Die gegen das Berufungsurteil gerichtete Revision des Angeklagten, mit der er die Verletzung, materiellen Rechts rügt, hat Erfolg und führt unter Aufhebung der Urteile zum Freispruch des Angeklagten.
Die Generalstaatsanwaltschaft hat in ihrer Zuschrift vom 29. 10. 2008 u. a. Folgendes ausgeführt:
„Die tatsächlichen Feststellungen tragen nicht den Schuldspruch der Beleidigung (§ 185 StGB).
Der Tatbestand der Beleidigung verlangt eine Kundgabe der Missachtung, Geringschätzung oder Nichtachtung. Vorausgesetzt wird eine Äußerung, die dem Betroffenen einen nicht vorhandenen Mangel an personalem Geltungswert ausdrücklich oder in Form einer Implikation nachsagt. Die dem Angeklagten zur Last gelegte Äußerung; „Wenn nicht Sie dort säßen, sondern der Herr ... und ich eine Pistole dabei hätte - dann würde ich ihn erschießen“, unterstellt dem Verwaltungsbeamten ... keinen Makel, der dessen personalen oder sozialen Geltungswert herabmindern würde: Ebenso wie nicht jede Missachtung der körperlichen Integrität oder der Willensbetätigungsfreiheit in ein Beleidigungsdelikt umgewandelt werden kann, ist allein in der Drohung, einem anderen Menschen das Leben zu nehmen, noch nicht dessen Miss- oder Nichtachtung zu sehen.
Eine Umwandlung des Schuldspruchs in eine Verurteilung wegen Bedrohung (§ 241 StGB) dürfte ebenfalls nicht in Betracht kommen. Der Angeklagte hat dem Zeugen ... nicht mit der Begehung eines gegen ihn oder eine ihm nahe stehende Person gerichteten Verbrechens bedroht. Eine „nahe stehende Person“ muss dem Bedrohten so verbunden sein, dass er eine Gefahr für diese Person auch für sich selbst als Drucksituation empfinden kann. Das ist bei Verwandten, Lebensgefährten, nahen Freunden oder Hausgenossen, nicht aber bei einem Mitarbeiter der Fall.
Da auszuschließen ist, dass eine neue Hauptverhandlung eine weitere Sachaufklärung zu erbringen vermag, wird das Revisionsgericht auf Freispruch erkennen können (§ 354 Abs. 1 StPO).“
Diesen Ausführungen schließt sich der Senat an.

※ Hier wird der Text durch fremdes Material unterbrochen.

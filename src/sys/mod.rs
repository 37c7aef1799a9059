use std::collections::VecDeque;

pub mod llm;
pub mod memory;

#[derive(Debug, Clone, Copy, PartialEq, Eq, serde::Serialize)]
pub enum NpcState {
    #[serde(rename = "dormant")]
    Dormant,
    #[serde(rename = "awake")]
    Awake,
    #[serde(rename = "acting")]
    Acting,
}

#[derive(Debug, Clone, Default, PartialEq, serde::Serialize, serde::Deserialize)]
pub struct Position {
    #[serde(default)]
    pub x: f64,
    #[serde(default)]
    pub y: f64,
    #[serde(default)]
    pub z: f64,
}

/// What an NPC currently perceives. Always replaced wholesale, never merged.
#[derive(Debug, Clone, Default, PartialEq, serde::Serialize, serde::Deserialize)]
pub struct Observation {
    #[serde(default)]
    pub people: Vec<String>,
    #[serde(default)]
    pub items: Vec<String>,
    #[serde(default)]
    pub locations: Vec<String>,
}

/// A directive for the game. Empty `action` means the model gave us nothing usable.
#[derive(Debug, Clone, Default, PartialEq, Eq, serde::Serialize, serde::Deserialize)]
pub struct Action {
    pub action: String,
    pub object: String,
    pub parameters: Vec<String>,
}

impl Action {
    pub fn idle(name: &str) -> Self {
        Self {
            action: name.to_string(),
            object: String::new(),
            parameters: vec![],
        }
    }

    pub fn is_empty(&self) -> bool {
        self.action.is_empty()
    }
}

/// The thing an NPC reacts to when it is asked for its next action.
#[derive(Debug, Clone, PartialEq)]
pub enum Stimulus {
    Drive,
    Speech { speaker: String, content: String },
    Outcome { memory: String },
}

impl Stimulus {
    pub fn describe(&self) -> String {
        match self {
            Stimulus::Drive => "Decide what to do next.".to_string(),
            Stimulus::Speech { speaker, content } => {
                format!("{speaker} says to you: \"{content}\". Decide how to respond.")
            }
            Stimulus::Outcome { memory } => {
                format!("Your last action: {memory}. Decide what to do next.")
            }
        }
    }
}

#[derive(Debug, Clone)]
pub struct Npc {
    pub name: String,
    pub description: String,
    pub mood: String,
    pub location: String,
    pub position: Option<Position>,
    pub backpack: Vec<String>,
    pub memory: Vec<String>,
    pub action_space: Vec<String>,
    pub observation: Observation,
    pub state: NpcState,
    pub last_action: Option<Action>,

    /// Ticket of the model call currently owning this NPC, if any.
    pub in_flight: Option<u64>,
    pub pending: VecDeque<NpcEvent>,
}

/// Events that mutate an NPC, queued while a model call is in flight.
#[derive(Debug, Clone)]
pub enum NpcEvent {
    Wake {
        update: StateUpdate,
    },
    Talk {
        update: StateUpdate,
        player: String,
        speech: String,
    },
    Done {
        outcome: ActionOutcome,
    },
}

#[derive(Debug, Clone, Default, serde::Deserialize)]
pub struct StateUpdate {
    #[serde(default)]
    pub position: Option<Position>,
    #[serde(default)]
    pub observation: Option<Observation>,
    #[serde(default)]
    pub backpack: Option<Vec<String>>,
    #[serde(skip)]
    pub scenario: Option<String>,
    #[serde(skip)]
    pub time: Option<String>,
}

#[derive(Debug, Clone, Default)]
pub struct ActionOutcome {
    pub success: bool,
    pub action: String,
    pub object: String,
    pub parameters: Vec<String>,
    pub reason: String,
    pub time: Option<String>,
}

#[derive(Debug, Clone, PartialEq, Eq, serde::Serialize)]
pub struct Line {
    pub speaker: String,
    pub mood: String,
    #[serde(rename = "words")]
    pub utterance: String,
    pub action: Option<Action>,
}

impl Line {
    pub fn transcript(&self) -> String {
        format!("{}: {}", self.speaker, self.utterance)
    }
}

#[derive(Debug, Clone, Copy, PartialEq, Eq, Default, serde::Serialize, serde::Deserialize)]
pub enum ConversationLength {
    S,
    #[default]
    M,
    L,
    X,
}

impl ConversationLength {
    pub fn lines(&self) -> usize {
        match self {
            ConversationLength::S => 3,
            ConversationLength::M => 6,
            ConversationLength::L => 10,
            ConversationLength::X => 16,
        }
    }
}

#[derive(Debug, Clone)]
pub struct Conversation {
    pub id: String,
    pub participants: Vec<String>,
    pub topic: String,
    pub location: String,
    pub lines: Vec<Line>,
    pub current_index: usize,
    pub start_time: chrono::DateTime<chrono::Local>,
    pub end_time: Option<chrono::DateTime<chrono::Local>>,
    pub stream: bool,
    /// Lines confirmed as spoken, not yet committed to participant memories.
    pub memory_buffer: Vec<String>,
    pub in_flight: Option<u64>,
}

impl Conversation {
    pub fn ended(&self) -> bool {
        self.end_time.is_some()
    }
}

Da der Angeklagte sich keiner Straftat schuldig gemacht hat, war er freizusprechen.
Die Kostenentscheidung folgt aus § 467 StPO.
Annotations
Die Beleidigung wird mit Freiheitsstrafe bis zu einem Jahr oder mit Geldstrafe und, wenn die Beleidigung öffentlich, in einer Versammlung, durch Verbreiten eines Inhalts (§ 11 Absatz 3) oder mittels einer Tätlichkeit begangen wird, mit Freiheitsstrafe bis zu zwei Jahren oder mit Geldstrafe bestraft.
(1) Wer einen Menschen mit der Begehung einer gegen ihn oder eine ihm nahestehende Person gerichteten rechtswidrigen Tat gegen die sexuelle Selbstbestimmung, die körperliche Unversehrtheit, die persönliche Freiheit oder gegen eine Sache von bedeutendem Wert bedroht, wird mit Freiheitsstrafe bis zu einem Jahr oder mit Geldstrafe bestraft.
(2) Wer einen Menschen mit der Begehung eines gegen ihn oder eine ihm nahestehende Person gerichteten Verbrechens bedroht, wird mit Freiheitsstrafe bis zu zwei Jahren oder mit Geldstrafe bestraft.
(3) Ebenso wird bestraft, wer wider besseres Wissen einem Menschen vortäuscht, daß die Verwirklichung eines gegen ihn oder eine ihm nahestehende Person gerichteten Verbrechens bevorstehe.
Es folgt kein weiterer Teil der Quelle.